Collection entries
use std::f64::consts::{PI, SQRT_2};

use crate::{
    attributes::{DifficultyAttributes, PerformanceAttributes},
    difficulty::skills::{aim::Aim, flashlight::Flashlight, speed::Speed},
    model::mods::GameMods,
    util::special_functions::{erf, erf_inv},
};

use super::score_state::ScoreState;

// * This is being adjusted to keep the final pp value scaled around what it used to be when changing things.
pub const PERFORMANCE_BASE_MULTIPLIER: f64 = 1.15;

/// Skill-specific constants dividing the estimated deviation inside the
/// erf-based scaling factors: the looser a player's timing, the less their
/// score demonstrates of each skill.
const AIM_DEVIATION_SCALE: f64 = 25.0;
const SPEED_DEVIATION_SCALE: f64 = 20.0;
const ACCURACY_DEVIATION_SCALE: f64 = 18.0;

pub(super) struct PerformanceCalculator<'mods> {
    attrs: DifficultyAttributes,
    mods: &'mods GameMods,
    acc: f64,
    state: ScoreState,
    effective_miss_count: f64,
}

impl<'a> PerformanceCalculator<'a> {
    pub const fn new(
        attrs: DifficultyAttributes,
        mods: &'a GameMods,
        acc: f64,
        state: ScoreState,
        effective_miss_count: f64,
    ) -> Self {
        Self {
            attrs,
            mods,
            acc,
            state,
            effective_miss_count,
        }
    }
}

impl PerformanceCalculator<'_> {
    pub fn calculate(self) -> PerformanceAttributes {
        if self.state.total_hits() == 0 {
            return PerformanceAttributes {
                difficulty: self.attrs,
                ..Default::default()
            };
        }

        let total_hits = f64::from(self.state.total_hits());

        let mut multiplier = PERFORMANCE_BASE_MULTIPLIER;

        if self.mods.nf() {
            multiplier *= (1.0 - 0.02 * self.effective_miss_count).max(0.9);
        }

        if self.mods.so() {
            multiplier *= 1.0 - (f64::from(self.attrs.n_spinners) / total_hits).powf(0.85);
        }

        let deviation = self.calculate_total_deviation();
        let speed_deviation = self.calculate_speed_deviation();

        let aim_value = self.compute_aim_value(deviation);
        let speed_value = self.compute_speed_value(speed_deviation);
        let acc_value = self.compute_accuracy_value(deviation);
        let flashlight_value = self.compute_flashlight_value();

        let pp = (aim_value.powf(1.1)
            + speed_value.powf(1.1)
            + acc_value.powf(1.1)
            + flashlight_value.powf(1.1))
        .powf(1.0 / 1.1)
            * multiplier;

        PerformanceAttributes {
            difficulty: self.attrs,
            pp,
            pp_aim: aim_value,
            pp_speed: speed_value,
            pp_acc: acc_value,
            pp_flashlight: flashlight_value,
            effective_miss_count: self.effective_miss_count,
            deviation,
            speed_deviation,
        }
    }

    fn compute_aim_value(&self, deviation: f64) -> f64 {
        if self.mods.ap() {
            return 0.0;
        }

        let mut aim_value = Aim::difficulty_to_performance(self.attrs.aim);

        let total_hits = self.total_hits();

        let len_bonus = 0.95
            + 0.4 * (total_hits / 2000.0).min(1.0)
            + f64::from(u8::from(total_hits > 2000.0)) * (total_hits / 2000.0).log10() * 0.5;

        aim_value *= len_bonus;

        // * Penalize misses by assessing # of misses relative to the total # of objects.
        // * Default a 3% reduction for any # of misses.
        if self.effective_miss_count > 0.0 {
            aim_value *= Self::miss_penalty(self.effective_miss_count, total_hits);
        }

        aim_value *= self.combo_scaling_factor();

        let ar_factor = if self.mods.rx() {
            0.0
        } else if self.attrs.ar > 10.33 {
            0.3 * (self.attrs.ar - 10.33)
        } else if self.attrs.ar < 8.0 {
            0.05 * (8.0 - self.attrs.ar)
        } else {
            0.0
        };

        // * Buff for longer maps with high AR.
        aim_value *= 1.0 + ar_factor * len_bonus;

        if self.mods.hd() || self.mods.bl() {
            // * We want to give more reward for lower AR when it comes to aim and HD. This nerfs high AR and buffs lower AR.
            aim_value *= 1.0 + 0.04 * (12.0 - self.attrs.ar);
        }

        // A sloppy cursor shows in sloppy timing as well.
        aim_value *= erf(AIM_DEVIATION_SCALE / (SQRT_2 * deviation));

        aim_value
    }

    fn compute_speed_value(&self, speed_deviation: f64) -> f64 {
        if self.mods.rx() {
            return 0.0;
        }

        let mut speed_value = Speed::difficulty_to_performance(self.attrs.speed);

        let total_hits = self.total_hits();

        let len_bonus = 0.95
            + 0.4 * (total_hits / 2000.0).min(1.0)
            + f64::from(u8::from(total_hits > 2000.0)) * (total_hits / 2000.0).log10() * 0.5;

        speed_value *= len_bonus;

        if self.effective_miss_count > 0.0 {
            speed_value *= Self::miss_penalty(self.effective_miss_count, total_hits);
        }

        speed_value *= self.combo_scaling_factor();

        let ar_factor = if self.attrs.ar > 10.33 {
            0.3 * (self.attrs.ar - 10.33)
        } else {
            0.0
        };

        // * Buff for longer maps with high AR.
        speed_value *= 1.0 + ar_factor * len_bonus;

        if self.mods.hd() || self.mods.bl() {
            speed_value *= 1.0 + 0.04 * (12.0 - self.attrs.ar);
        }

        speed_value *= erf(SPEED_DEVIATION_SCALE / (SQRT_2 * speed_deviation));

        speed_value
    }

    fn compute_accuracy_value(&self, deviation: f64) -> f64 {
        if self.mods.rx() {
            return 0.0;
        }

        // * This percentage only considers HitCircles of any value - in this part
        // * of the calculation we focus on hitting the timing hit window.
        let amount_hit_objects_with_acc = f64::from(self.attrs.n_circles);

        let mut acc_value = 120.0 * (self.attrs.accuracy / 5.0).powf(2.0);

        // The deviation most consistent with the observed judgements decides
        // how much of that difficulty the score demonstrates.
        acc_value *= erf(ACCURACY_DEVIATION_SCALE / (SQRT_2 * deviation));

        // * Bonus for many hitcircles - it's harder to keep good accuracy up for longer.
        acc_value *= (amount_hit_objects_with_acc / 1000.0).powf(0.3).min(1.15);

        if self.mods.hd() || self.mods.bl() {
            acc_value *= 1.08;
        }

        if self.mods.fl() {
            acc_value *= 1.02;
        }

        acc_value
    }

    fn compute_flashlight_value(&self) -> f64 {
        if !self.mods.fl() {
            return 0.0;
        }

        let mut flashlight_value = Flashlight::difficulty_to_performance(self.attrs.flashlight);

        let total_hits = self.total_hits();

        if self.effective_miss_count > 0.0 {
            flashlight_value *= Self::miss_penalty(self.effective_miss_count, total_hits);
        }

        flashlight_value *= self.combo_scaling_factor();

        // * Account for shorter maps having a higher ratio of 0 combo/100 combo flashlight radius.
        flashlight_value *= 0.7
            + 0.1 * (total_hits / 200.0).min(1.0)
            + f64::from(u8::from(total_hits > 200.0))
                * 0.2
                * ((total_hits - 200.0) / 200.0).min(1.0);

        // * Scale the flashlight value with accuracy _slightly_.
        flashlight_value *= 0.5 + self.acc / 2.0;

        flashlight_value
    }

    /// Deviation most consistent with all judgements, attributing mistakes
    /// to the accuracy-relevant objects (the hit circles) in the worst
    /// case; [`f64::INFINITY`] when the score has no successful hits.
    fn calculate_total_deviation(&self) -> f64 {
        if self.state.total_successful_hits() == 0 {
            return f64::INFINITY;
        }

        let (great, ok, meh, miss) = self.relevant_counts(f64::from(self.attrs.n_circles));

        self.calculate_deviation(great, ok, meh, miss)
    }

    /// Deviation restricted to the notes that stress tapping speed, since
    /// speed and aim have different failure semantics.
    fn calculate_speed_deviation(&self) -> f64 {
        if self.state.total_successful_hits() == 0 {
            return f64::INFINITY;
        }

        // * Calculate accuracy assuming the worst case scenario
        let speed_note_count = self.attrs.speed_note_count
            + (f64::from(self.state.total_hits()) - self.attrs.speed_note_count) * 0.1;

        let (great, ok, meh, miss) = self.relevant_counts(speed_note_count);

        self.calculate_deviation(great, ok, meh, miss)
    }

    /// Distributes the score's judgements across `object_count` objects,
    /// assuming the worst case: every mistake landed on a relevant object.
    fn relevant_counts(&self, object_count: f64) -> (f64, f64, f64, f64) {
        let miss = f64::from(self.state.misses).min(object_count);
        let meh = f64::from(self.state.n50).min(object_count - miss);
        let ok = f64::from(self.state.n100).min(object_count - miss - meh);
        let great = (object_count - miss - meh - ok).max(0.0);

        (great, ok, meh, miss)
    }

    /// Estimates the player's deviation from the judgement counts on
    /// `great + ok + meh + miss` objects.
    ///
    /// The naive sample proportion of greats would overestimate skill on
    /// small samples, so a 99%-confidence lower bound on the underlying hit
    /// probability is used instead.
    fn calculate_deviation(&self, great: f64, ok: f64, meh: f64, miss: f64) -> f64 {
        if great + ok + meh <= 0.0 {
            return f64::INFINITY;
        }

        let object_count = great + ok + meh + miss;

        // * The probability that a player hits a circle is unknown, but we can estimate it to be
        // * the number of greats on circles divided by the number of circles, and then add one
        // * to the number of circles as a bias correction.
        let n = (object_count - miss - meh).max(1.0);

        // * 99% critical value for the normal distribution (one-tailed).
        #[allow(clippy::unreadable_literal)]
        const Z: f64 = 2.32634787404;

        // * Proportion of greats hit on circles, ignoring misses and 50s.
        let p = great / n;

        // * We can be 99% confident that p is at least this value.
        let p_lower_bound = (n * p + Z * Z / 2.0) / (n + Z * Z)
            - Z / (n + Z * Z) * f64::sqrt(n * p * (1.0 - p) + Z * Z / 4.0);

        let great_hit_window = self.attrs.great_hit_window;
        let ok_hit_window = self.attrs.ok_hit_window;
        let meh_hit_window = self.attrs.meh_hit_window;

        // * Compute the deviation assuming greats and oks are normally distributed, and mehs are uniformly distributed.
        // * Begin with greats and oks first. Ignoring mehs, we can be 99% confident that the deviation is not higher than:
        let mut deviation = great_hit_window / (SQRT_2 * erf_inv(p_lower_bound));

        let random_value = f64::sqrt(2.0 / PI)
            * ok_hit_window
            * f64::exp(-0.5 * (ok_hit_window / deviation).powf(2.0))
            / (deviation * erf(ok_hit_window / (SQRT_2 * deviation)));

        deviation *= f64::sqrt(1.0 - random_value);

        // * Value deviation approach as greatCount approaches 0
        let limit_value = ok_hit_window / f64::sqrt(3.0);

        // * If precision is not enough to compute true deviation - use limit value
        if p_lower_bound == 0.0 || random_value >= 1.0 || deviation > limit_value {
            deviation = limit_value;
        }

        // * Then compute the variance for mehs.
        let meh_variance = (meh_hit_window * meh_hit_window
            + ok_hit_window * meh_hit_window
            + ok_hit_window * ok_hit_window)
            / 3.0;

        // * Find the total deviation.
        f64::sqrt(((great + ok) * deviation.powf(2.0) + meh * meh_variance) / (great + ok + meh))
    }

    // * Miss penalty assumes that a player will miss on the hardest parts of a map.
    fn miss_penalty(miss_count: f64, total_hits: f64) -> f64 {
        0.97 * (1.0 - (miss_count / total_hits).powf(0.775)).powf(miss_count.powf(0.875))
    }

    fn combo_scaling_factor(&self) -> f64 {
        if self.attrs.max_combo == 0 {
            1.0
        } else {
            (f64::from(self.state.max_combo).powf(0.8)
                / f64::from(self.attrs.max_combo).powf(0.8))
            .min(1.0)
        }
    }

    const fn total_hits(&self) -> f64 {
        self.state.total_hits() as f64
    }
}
...
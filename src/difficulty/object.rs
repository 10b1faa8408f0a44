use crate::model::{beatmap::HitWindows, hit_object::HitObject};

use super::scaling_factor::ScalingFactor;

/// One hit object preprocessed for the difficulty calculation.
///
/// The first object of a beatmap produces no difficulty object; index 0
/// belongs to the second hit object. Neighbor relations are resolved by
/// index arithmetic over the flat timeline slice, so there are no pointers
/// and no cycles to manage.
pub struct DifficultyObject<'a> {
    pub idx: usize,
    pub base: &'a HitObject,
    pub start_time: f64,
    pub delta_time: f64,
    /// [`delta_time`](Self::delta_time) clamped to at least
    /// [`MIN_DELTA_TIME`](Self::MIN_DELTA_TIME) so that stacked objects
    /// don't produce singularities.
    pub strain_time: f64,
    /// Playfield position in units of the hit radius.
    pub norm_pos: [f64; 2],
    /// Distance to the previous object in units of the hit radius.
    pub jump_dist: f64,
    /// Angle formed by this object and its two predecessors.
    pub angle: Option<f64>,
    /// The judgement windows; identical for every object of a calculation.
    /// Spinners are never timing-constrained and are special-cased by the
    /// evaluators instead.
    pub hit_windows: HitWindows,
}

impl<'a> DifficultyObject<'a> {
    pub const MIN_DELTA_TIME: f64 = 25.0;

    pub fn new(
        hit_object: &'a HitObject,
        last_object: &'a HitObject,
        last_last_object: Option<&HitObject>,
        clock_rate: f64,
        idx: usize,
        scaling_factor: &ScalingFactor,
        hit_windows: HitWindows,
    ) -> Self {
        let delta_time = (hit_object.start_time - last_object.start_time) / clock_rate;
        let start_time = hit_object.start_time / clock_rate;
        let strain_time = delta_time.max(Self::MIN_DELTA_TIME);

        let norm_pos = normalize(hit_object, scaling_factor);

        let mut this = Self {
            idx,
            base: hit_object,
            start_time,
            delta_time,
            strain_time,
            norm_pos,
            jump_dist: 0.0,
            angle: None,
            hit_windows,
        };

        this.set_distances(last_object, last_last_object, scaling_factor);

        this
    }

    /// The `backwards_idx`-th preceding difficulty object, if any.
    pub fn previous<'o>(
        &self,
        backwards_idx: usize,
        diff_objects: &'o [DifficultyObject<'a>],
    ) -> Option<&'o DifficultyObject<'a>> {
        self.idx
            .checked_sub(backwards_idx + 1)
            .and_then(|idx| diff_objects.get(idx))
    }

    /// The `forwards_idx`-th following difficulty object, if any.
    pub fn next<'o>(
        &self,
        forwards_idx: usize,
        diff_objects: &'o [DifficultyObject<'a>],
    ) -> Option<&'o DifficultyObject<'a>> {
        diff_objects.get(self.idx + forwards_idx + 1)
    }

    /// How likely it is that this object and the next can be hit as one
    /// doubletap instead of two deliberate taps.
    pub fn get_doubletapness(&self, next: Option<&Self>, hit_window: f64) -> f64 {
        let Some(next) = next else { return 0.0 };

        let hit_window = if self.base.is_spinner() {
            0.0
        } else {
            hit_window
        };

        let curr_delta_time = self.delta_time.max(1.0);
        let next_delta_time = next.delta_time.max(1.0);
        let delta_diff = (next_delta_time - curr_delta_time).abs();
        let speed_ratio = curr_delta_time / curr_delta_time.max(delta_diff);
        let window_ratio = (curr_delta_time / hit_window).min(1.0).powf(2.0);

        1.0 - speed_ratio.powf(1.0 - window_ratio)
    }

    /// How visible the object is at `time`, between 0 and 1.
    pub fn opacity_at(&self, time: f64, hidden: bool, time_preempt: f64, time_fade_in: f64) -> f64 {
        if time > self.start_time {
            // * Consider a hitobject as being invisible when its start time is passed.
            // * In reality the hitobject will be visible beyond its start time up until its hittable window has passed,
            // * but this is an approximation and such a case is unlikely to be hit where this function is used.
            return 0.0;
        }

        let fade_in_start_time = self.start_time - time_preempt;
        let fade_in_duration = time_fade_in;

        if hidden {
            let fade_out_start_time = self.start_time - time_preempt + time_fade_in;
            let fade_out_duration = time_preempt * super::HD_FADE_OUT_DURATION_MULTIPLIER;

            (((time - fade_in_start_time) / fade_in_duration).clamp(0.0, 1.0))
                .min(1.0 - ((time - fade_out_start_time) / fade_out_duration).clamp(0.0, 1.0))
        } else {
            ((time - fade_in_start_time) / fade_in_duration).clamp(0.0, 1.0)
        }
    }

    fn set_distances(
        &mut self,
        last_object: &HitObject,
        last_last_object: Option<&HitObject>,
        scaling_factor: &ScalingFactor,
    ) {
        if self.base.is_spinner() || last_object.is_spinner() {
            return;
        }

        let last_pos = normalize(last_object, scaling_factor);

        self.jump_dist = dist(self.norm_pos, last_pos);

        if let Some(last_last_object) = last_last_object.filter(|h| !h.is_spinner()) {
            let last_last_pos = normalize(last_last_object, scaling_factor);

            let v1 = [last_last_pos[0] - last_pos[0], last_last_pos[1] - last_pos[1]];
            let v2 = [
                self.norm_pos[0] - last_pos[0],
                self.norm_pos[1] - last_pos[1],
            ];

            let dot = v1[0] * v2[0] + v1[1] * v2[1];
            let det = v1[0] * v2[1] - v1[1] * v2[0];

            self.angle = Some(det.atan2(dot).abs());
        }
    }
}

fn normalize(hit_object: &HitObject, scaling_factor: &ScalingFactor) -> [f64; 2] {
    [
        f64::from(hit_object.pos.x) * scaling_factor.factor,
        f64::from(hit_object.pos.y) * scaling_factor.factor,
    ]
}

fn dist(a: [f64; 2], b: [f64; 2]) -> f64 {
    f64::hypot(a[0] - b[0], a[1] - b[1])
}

### Exercise directions
From the records above, transcribe exactly the run of lines that opens with the line holding "don't produce singularities." and closes with the line holding "let start_time = hit_object.start_time", both included.

### Written response
    /// don't produce singularities.
    pub strain_time: f64,
    /// Playfield position in units of the hit radius.
    pub norm_pos: [f64; 2],
    /// Distance to the previous object in units of the hit radius.
    pub jump_dist: f64,
    /// Angle formed by this object and its two predecessors.
    pub angle: Option<f64>,
    /// The judgement windows; identical for every object of a calculation.
    /// Spinners are never timing-constrained and are special-cased by the
    /// evaluators instead.
    pub hit_windows: HitWindows,
}

impl<'a> DifficultyObject<'a> {
    pub const MIN_DELTA_TIME: f64 = 25.0;

    pub fn new(
        hit_object: &'a HitObject,
        last_object: &'a HitObject,
        last_last_object: Option<&HitObject>,
        clock_rate: f64,
        idx: usize,
        scaling_factor: &ScalingFactor,
        hit_windows: HitWindows,
    ) -> Self {
        let delta_time = (hit_object.start_time - last_object.start_time) / clock_rate;
        let start_time = hit_object.start_time / clock_rate;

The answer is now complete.